> EXERCISE MATERIALS
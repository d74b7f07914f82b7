//! Relevance-filtered semantic retrieval

use crate::VectorStore;
use lumen_core::{
    with_deadline, LumenError, LumenResult, RetrievalConfig, RetrievedDocument, SemanticContext,
    VectorError,
};
use std::sync::Arc;
use std::time::Duration;

/// Queries a [`VectorStore`] and filters candidates by distance.
///
/// Retrieval never fails: store errors and timeouts become
/// [`SemanticContext::Unavailable`].
#[derive(Clone)]
pub struct SemanticRetriever {
    store: Arc<dyn VectorStore>,
    candidate_count: usize,
    relevance_threshold: f32,
    timeout: Duration,
}

impl SemanticRetriever {
    pub fn new(store: Arc<dyn VectorStore>, config: &RetrievalConfig, timeout: Duration) -> Self {
        Self {
            store,
            candidate_count: config.candidate_count,
            relevance_threshold: config.relevance_threshold,
            timeout,
        }
    }

    pub async fn retrieve(&self, query: &str) -> SemanticContext {
        match self.candidates(query).await {
            Ok(candidates) => {
                let context = select_relevant(candidates, self.relevance_threshold);
                match &context {
                    SemanticContext::Relevant(docs) => {
                        tracing::debug!(relevant = docs.len(), "Semantic context retrieved")
                    }
                    SemanticContext::LowConfidence(doc) => tracing::info!(
                        distance = doc.distance,
                        threshold = self.relevance_threshold,
                        "No candidate under the relevance threshold; keeping the nearest"
                    ),
                    _ => tracing::info!("Document store returned no candidates"),
                }
                context
            }
            Err(e) => {
                tracing::warn!(error = %e, "Semantic retrieval failed");
                SemanticContext::Unavailable(e.to_string())
            }
        }
    }

    /// Whether the store answers at all.
    pub async fn is_reachable(&self) -> bool {
        self.count().await.is_ok()
    }

    async fn candidates(&self, query: &str) -> LumenResult<Vec<RetrievedDocument>> {
        with_deadline(
            self.timeout,
            self.store.query(query, self.candidate_count),
            |timeout_ms| LumenError::Vector(VectorError::Timeout { timeout_ms }),
        )
        .await
    }

    async fn count(&self) -> LumenResult<usize> {
        with_deadline(self.timeout, self.store.count(), |timeout_ms| {
            LumenError::Vector(VectorError::Timeout { timeout_ms })
        })
        .await
    }
}

impl std::fmt::Debug for SemanticRetriever {
    fn fmt(&self, f: &mut std::fmt::Formatter<'_>) -> std::fmt::Result {
        f.debug_struct("SemanticRetriever")
            .field("candidate_count", &self.candidate_count)
            .field("relevance_threshold", &self.relevance_threshold)
            .field("timeout", &self.timeout)
            .finish()
    }
}

/// Keep candidates strictly below `threshold`, nearest first. When none
/// pass, keep the single nearest candidate as low-confidence.
pub fn select_relevant(mut candidates: Vec<RetrievedDocument>, threshold: f32) -> SemanticContext {
    candidates.sort_by(|a, b| {
        a.distance
            .partial_cmp(&b.distance)
            .unwrap_or(std::cmp::Ordering::Equal)
    });

    let relevant: Vec<RetrievedDocument> = candidates
        .iter()
        .filter(|d| d.distance < threshold)
        .cloned()
        .collect();
    if !relevant.is_empty() {
        return SemanticContext::Relevant(relevant);
    }

    match candidates.into_iter().next() {
        Some(nearest) => SemanticContext::LowConfidence(nearest),
        None => SemanticContext::NoDocuments,
    }
}

// ============================================================================
// TESTS
// ============================================================================

#[cfg(test)]
mod tests {
    use super::*;

    fn doc(id: &str, distance: f32) -> RetrievedDocument {
        RetrievedDocument {
            id: id.to_string(),
            text: format!("passage {id}"),
            distance,
            metadata: None,
        }
    }

    #[test]
    fn test_relevant_sorted_ascending() {
        let ctx = select_relevant(vec![doc("b", 1.5), doc("a", 0.3), doc("c", 2.5)], 2.0);
        match ctx {
            SemanticContext::Relevant(docs) => {
                let ids: Vec<_> = docs.iter().map(|d| d.id.as_str()).collect();
                assert_eq!(ids, vec!["a", "b"]);
            }
            other => panic!("expected relevant context, got {other:?}"),
        }
    }

    #[test]
    fn test_threshold_is_strict() {
        let ctx = select_relevant(vec![doc("edge", 2.0)], 2.0);
        assert!(ctx.is_low_confidence());
    }

    #[test]
    fn test_low_confidence_keeps_nearest() {
        let ctx = select_relevant(vec![doc("far", 3.5), doc("near", 2.2), doc("mid", 3.0)], 2.0);
        assert_eq!(ctx, SemanticContext::LowConfidence(doc("near", 2.2)));
    }

    #[test]
    fn test_no_candidates() {
        assert_eq!(select_relevant(Vec::new(), 2.0), SemanticContext::NoDocuments);
    }
}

> WORK TO COMPLETE
Each line of the data above containing the string "docs" is to be copied.

> REPLY
                    SemanticContext::Relevant(docs) => {
                        tracing::debug!(relevant = docs.len(), "Semantic context retrieved")
            SemanticContext::Relevant(docs) => {
                let ids: Vec<_> = docs.iter().map(|d| d.id.as_str()).collect();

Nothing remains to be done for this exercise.